YOUR INSTRUCTIONS. Restate the entries word for word, leaving nothing out.

DATA TO EXAMINE.
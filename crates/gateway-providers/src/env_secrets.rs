//! Secret source backed by process environment variables.
//!
//! `completion/api-key` with prefix `GATEWAY_SECRET_` is read from
//! `GATEWAY_SECRET_COMPLETION_API_KEY`.

use async_trait::async_trait;
use gateway_core::{Dependency, GatewayError, SecretName, SecretSource};
use tracing::trace;

/// Environment-variable secret store
#[derive(Debug, Clone)]
pub struct EnvSecretSource {
    prefix: String,
}

impl EnvSecretSource {
    /// Create a source reading variables with the given prefix
    #[must_use]
    pub fn new(prefix: impl Into<String>) -> Self {
        Self {
            prefix: prefix.into(),
        }
    }

    /// Variable that holds a secret
    #[must_use]
    pub fn env_key(&self, name: &SecretName) -> String {
        let suffix: String = name
            .as_str()
            .chars()
            .map(|c| match c {
                '/' | '.' | '-' => '_',
                c => c.to_ascii_uppercase(),
            })
            .collect();
        format!("{}{suffix}", self.prefix)
    }
}

impl Default for EnvSecretSource {
    fn default() -> Self {
        Self::new("GATEWAY_SECRET_")
    }
}

#[async_trait]
impl SecretSource for EnvSecretSource {
    async fn fetch(&self, name: &SecretName) -> Result<Vec<u8>, GatewayError> {
        let key = self.env_key(name);
        trace!(secret = %name, variable = %key, "Reading secret from environment");

        match std::env::var(&key) {
            Ok(value) if !value.trim().is_empty() => Ok(value.into_bytes()),
            Ok(_) | Err(std::env::VarError::NotPresent) => {
                Err(GatewayError::not_found(Dependency::SecretStore, name.as_str()))
            }
            Err(std::env::VarError::NotUnicode(_)) => Err(GatewayError::dependency(
                Dependency::SecretStore,
                format!("variable {key} is not valid unicode"),
                None,
                false,
            )),
        }
    }

    fn name(&self) -> &str {
        "environment"
    }
}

REPLY TO THE EXERCISE.
filename crates/gateway-providers/src/env_secrets.rs
//! Secret source backed by process environment variables.
//!
//! `completion/api-key` with prefix `GATEWAY_SECRET_` is read from
//! `GATEWAY_SECRET_COMPLETION_API_KEY`.

use async_trait::async_trait;
use gateway_core::{Dependency, GatewayError, SecretName, SecretSource};
use tracing::trace;

/// Environment-variable secret store
#[derive(Debug, Clone)]
pub struct EnvSecretSource {
    prefix: String,
}

impl EnvSecretSource {
    /// Create a source reading variables with the given prefix
    #[must_use]
    pub fn new(prefix: impl Into<String>) -> Self {
        Self {
            prefix: prefix.into(),
        }
    }

    /// Variable that holds a secret
    #[must_use]
    pub fn env_key(&self, name: &SecretName) -> String {
        let suffix: String = name
            .as_str()
            .chars()
            .map(|c| match c {
                '/' | '.' | '-' => '_',
                c => c.to_ascii_uppercase(),
            })
            .collect();
        format!("{}{suffix}", self.prefix)
    }
}

impl Default for EnvSecretSource {
    fn default() -> Self {
        Self::new("GATEWAY_SECRET_")
    }
}

#[async_trait]
impl SecretSource for EnvSecretSource {
    async fn fetch(&self, name: &SecretName) -> Result<Vec<u8>, GatewayError> {
        let key = self.env_key(name);
        trace!(secret = %name, variable = %key, "Reading secret from environment");

        match std::env::var(&key) {
            Ok(value) if !value.trim().is_empty() => Ok(value.into_bytes()),
            Ok(_) | Err(std::env::VarError::NotPresent) => {
                Err(GatewayError::not_found(Dependency::SecretStore, name.as_str()))
            }
            Err(std::env::VarError::NotUnicode(_)) => Err(GatewayError::dependency(
                Dependency::SecretStore,
                format!("variable {key} is not valid unicode"),
                None,
                false,
            )),
        }
    }

    fn name(&self) -> &str {
        "environment"
    }
}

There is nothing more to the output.